Meaghan Dee, associate professor of graphic design at Virginia Tech, who has created other immersive poetic experiences, began talking with Virginia Fowler, Giovanni’s partner, about the idea before Giovanni died last December.

For Charles Nichols, associate professor of music composition and creative technologies, the experience has involved deep listening. After tracking down past recordings of Giovanni reading and performing her poems at all stages of her life, he has replayed her words over and over for the past few months as he composed instrumental music that matched the word beat.

For “Ego Tripping,” a celebratory poem about the power of the Black experience and Black women, Nichols developed a quick bebop beat. For “Nikki Rosa,” a poem inspired by Giovanni’s childhood, he composed an intimate, neighborhood jazz tune.

“Usually when I am writing music for a person, I am thinking about that person, so now I’m in commune with Nikki Giovanni and her words as she is speaking them,” he said. “That’s been powerful for me.”

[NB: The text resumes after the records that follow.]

// ABOUTME: Administrative token setup utility for configuring system admin credentials
// ABOUTME: Command-line interface for managing admin tokens and administrative access controls
//! for the Pierre MCP Server. Admin tokens are used by admin services to
//! provision and manage API keys for users.
//!
//! Usage:
//! ```bash
//! # Create default admin user for frontend login
//! cargo run --bin admin-setup -- create-admin-user
//!
//! # Create admin user with custom credentials
//! cargo run --bin admin-setup -- create-admin-user --email admin@mycompany.com --password mypassword
//!
//! # Generate a new admin token
//! cargo run --bin admin-setup -- generate-token --service pierre_admin_service
//!
//! # Generate a super admin token
//! cargo run --bin admin-setup -- generate-token --service admin_console --super-admin
//!
//! # List all admin tokens
//! cargo run --bin admin-setup -- list-tokens
//!
//! # Revoke an admin token
//! cargo run --bin admin-setup -- revoke-token admin_token_123
//! ```

use anyhow::{anyhow, Result};
use base64::Engine;
use bcrypt::{hash, DEFAULT_COST};
use clap::{Parser, Subcommand};
use pierre_mcp_server::{
    admin::models::{CreateAdminTokenRequest, GeneratedAdminToken},
    database::generate_encryption_key,
    database_plugins::{factory::Database, DatabaseProvider},
};
use std::env;
use tracing::{error, info, warn};
use uuid::Uuid;

#[derive(Parser)]
#[command(
    name = "admin-setup",
    about = "Pierre MCP Server Admin Token Management",
    long_about = "Manage admin tokens for Pierre MCP Server. Admin tokens allow external services to provision and manage API keys."
)]
struct AdminSetupArgs {
    #[command(subcommand)]
    command: AdminCommand,

    /// Database URL override
    #[arg(long)]
    database_url: Option<String>,

    /// Encryption key override (base64 encoded)
    #[arg(long)]
    encryption_key: Option<String>,

    /// Enable debug logging
    #[arg(long, short = 'v')]
    verbose: bool,
}

#[derive(Subcommand)]
enum AdminCommand {
    /// Generate a new admin token
    GenerateToken {
        /// Service name (e.g., "`pierre_admin_service`")
        #[arg(long)]
        service: String,

        /// Service description
        #[arg(long)]
        description: Option<String>,

        /// Token expiration in days (default: 365, 0 = never expires)
        #[arg(long, default_value = "365")]
        expires_days: u64,

        /// Create super admin token (never expires, all permissions)
        #[arg(long)]
        super_admin: bool,

        /// Custom permissions (comma-separated)
        #[arg(long)]
        permissions: Option<String>,
    },

    /// Create or update admin user for frontend login
    CreateAdminUser {
        /// Admin email (required)
        #[arg(long)]
        email: String,

        /// Admin password (required)
        #[arg(long)]
        password: String,

        /// Admin display name
        #[arg(long, default_value = "Pierre Admin")]
        name: String,

        /// Force update if user already exists
        #[arg(long)]
        force: bool,
    },

    /// List all admin tokens
    ListTokens {
        /// Include inactive tokens
        #[arg(long)]
        include_inactive: bool,

        /// Show detailed information
        #[arg(long, short = 'd')]
        detailed: bool,
    },

    /// Revoke an admin token
    RevokeToken {
        /// Token ID to revoke
        token_id: String,
    },

    /// Rotate an admin token (generate new token, revoke old one)
    RotateToken {
        /// Token ID to rotate
        token_id: String,

        /// New expiration in days
        #[arg(long)]
        expires_days: Option<u64>,
    },

    /// Show admin token usage statistics
    TokenStats {
        /// Token ID (optional, shows all if omitted)
        token_id: Option<String>,

        /// Number of days to look back
        #[arg(long, default_value = "30")]
        days: u32,
    },
}

#[tokio::main]
async fn main() -> Result<()> {
    let args = AdminSetupArgs::parse();

    // Initialize logging
    let log_level = if args.verbose { "debug" } else { "info" };
    tracing_subscriber::fmt().with_env_filter(log_level).init();

    info!("üîß Pierre MCP Server Admin Token Setup");

    // Load configuration
    let database_url = args
        .database_url
        .or_else(|| env::var("DATABASE_URL").ok())
        .unwrap_or_else(|| "sqlite:./data/users.db".into());

    let encryption_key = if let Some(key_str) = args
        .encryption_key
        .or_else(|| env::var("ENCRYPTION_KEY").ok())
    {
        base64::engine::general_purpose::STANDARD
            .decode(&key_str)
            .map_err(|e| anyhow!("Invalid encryption key format: {}", e))?
    } else {
        warn!("No encryption key provided, generating a new one");
        generate_encryption_key().to_vec()
    };

    // Initialize database
    info!("Connecting to database: {}", database_url);
    let database = Database::new(&database_url, encryption_key).await?;

    // Run database migrations to ensure admin_tokens table exists
    info!("Running database migrations...");
    database.migrate().await?;

    // Execute command
    match args.command {
        AdminCommand::GenerateToken {
            service,
            description,
            expires_days,
            super_admin,
            permissions,
        } => {
            generate_token_command(
                &database,
                service,
                description,
                expires_days,
                super_admin,
                permissions,
            )
            .await?;
        }
        AdminCommand::CreateAdminUser {
            email,
            password,
            name,
            force,
        } => {
            create_admin_user_command(&database, email, password, name, force).await?;
        }
        AdminCommand::ListTokens {
            include_inactive,
            detailed,
        } => {
            list_tokens_command(&database, include_inactive, detailed).await?;
        }
        AdminCommand::RevokeToken { token_id } => {
            revoke_token_command(&database, token_id).await?;
        }
        AdminCommand::RotateToken {
            token_id,
            expires_days,
        } => {
            rotate_token_command(&database, token_id, expires_days).await?;
        }
        AdminCommand::TokenStats { token_id, days } => {
            token_stats_command(&database, token_id, days).await?;
        }
    }

    Ok(())
}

The immersive experience offers an inspiring window into Giovanni’s work and will help viewers reflect on their own lives, said Gena Chandler, associate professor in the Department of English and a close friend of Giovanni’s. Chandler met with Dee and the rest of the creative team a few times as they planned the experience.

“It redirects our understanding of ourselves. That’s what makes her poetry so powerful,” Chandler said. “She was a truth teller. The loss of her voice is sad because of her fearlessness in speaking truth to power.”